Source information START

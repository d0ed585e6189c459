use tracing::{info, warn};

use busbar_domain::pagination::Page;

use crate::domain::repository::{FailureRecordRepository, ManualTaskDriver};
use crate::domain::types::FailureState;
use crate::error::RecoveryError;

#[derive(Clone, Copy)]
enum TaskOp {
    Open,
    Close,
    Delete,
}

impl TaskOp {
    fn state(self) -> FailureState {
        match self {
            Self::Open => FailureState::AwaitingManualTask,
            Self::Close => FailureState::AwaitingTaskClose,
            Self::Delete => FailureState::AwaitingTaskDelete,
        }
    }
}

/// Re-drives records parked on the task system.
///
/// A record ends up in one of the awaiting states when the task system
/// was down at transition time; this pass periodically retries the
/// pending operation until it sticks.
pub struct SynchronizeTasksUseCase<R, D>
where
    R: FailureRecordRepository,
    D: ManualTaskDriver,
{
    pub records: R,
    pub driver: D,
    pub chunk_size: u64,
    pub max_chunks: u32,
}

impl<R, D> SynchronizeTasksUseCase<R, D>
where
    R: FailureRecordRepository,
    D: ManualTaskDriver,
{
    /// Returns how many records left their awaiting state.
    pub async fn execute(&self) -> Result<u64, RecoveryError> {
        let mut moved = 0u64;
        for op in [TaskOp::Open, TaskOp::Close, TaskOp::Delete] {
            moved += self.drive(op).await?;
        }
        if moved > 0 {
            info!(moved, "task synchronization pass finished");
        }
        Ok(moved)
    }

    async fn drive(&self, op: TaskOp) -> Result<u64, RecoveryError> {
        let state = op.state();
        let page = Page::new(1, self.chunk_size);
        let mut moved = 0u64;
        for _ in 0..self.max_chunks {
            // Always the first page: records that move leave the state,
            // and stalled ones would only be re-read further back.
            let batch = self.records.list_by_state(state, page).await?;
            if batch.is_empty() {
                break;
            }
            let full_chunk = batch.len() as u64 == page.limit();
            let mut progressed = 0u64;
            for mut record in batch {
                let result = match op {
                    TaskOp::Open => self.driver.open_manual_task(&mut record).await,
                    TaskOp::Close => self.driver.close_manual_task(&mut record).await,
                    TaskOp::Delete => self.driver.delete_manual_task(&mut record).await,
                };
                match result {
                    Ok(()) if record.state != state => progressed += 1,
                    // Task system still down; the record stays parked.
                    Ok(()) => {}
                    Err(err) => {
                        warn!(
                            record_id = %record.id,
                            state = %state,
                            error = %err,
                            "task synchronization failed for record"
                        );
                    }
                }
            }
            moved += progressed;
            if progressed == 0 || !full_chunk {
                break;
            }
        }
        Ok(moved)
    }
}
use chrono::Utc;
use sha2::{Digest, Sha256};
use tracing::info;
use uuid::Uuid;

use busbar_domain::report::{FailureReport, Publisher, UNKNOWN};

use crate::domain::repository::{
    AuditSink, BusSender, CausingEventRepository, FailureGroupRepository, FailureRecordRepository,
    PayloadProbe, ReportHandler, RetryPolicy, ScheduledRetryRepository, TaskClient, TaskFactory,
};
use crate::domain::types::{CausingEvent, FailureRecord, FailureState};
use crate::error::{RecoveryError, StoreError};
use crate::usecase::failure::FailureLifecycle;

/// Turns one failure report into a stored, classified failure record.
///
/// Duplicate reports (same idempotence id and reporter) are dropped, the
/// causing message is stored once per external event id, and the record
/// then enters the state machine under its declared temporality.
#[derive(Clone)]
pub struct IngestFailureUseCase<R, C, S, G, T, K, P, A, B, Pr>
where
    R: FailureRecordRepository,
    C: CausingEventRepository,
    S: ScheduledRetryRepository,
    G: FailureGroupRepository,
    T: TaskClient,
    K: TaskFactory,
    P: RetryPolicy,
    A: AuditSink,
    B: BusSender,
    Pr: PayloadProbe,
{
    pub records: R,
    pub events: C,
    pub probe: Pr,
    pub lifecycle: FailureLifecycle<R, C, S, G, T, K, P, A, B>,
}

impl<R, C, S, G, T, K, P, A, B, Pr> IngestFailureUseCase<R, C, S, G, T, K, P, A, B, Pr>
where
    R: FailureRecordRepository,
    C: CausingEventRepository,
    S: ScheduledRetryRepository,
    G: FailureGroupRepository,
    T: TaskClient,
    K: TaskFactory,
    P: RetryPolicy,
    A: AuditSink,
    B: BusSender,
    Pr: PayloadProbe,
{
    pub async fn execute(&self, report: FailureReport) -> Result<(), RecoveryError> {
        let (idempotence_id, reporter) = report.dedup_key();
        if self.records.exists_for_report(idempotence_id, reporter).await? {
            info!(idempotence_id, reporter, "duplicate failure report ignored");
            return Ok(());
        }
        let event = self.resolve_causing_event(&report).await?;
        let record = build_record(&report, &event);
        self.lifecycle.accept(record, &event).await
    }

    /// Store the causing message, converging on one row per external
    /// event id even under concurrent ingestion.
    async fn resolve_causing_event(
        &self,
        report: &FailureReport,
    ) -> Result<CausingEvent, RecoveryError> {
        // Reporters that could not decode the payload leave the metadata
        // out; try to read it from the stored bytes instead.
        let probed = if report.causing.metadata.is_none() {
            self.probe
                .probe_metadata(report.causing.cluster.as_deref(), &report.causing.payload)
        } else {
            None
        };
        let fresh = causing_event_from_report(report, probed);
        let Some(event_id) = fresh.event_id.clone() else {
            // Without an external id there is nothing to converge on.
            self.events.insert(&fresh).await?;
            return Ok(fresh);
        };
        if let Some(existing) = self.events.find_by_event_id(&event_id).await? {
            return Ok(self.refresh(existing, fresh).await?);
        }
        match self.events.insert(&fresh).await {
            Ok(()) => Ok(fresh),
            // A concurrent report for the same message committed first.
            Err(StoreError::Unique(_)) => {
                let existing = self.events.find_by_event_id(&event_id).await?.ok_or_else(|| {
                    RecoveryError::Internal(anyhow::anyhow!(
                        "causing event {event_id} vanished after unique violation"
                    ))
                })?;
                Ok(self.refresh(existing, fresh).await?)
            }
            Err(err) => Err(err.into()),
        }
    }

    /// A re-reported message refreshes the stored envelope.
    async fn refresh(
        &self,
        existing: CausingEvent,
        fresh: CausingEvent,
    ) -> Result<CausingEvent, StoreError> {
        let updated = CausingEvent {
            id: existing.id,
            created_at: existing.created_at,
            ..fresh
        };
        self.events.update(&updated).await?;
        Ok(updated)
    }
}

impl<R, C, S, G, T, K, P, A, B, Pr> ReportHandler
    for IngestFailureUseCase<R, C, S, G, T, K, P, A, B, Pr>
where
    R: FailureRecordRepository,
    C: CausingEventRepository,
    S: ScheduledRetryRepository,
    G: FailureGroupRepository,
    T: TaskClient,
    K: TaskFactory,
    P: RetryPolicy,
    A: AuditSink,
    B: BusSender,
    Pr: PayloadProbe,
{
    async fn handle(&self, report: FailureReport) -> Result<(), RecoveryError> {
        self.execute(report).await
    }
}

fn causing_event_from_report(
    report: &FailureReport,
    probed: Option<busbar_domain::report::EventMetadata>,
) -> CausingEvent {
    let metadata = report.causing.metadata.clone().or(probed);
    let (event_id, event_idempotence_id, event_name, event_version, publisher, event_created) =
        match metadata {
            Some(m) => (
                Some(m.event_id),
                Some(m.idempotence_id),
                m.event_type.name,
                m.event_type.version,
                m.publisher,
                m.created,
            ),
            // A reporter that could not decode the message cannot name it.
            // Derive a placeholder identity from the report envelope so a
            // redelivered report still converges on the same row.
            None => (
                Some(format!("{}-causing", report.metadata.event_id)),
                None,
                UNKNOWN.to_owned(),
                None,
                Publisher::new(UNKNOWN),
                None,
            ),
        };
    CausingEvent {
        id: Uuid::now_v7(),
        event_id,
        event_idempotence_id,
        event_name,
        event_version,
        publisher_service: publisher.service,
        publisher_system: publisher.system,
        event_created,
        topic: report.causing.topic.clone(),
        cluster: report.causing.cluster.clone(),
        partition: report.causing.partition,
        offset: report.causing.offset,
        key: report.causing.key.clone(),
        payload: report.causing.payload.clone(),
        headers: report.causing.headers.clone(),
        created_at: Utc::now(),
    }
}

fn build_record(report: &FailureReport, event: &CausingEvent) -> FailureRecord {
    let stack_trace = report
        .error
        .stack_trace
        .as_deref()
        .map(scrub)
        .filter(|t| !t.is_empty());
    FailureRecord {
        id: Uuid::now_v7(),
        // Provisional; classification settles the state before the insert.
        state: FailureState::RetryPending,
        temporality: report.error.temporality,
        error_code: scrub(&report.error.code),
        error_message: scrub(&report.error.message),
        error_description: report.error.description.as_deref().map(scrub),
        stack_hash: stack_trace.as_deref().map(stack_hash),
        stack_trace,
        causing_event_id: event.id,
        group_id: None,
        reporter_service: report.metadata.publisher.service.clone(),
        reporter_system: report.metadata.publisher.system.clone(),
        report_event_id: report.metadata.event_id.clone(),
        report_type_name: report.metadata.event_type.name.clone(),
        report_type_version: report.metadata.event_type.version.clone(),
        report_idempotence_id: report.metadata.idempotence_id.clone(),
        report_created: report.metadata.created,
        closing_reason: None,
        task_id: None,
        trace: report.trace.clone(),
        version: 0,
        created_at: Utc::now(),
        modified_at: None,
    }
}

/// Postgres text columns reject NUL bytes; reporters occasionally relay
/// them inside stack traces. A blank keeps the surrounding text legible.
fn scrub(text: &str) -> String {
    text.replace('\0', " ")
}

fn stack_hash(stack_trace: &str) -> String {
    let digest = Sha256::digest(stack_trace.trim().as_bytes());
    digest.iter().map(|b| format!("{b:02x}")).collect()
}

Source information END

:: Exercise description ::
Work out how many lines in the entries contain "concurrent" and give that number alone.

:: Solution for this problem ::
2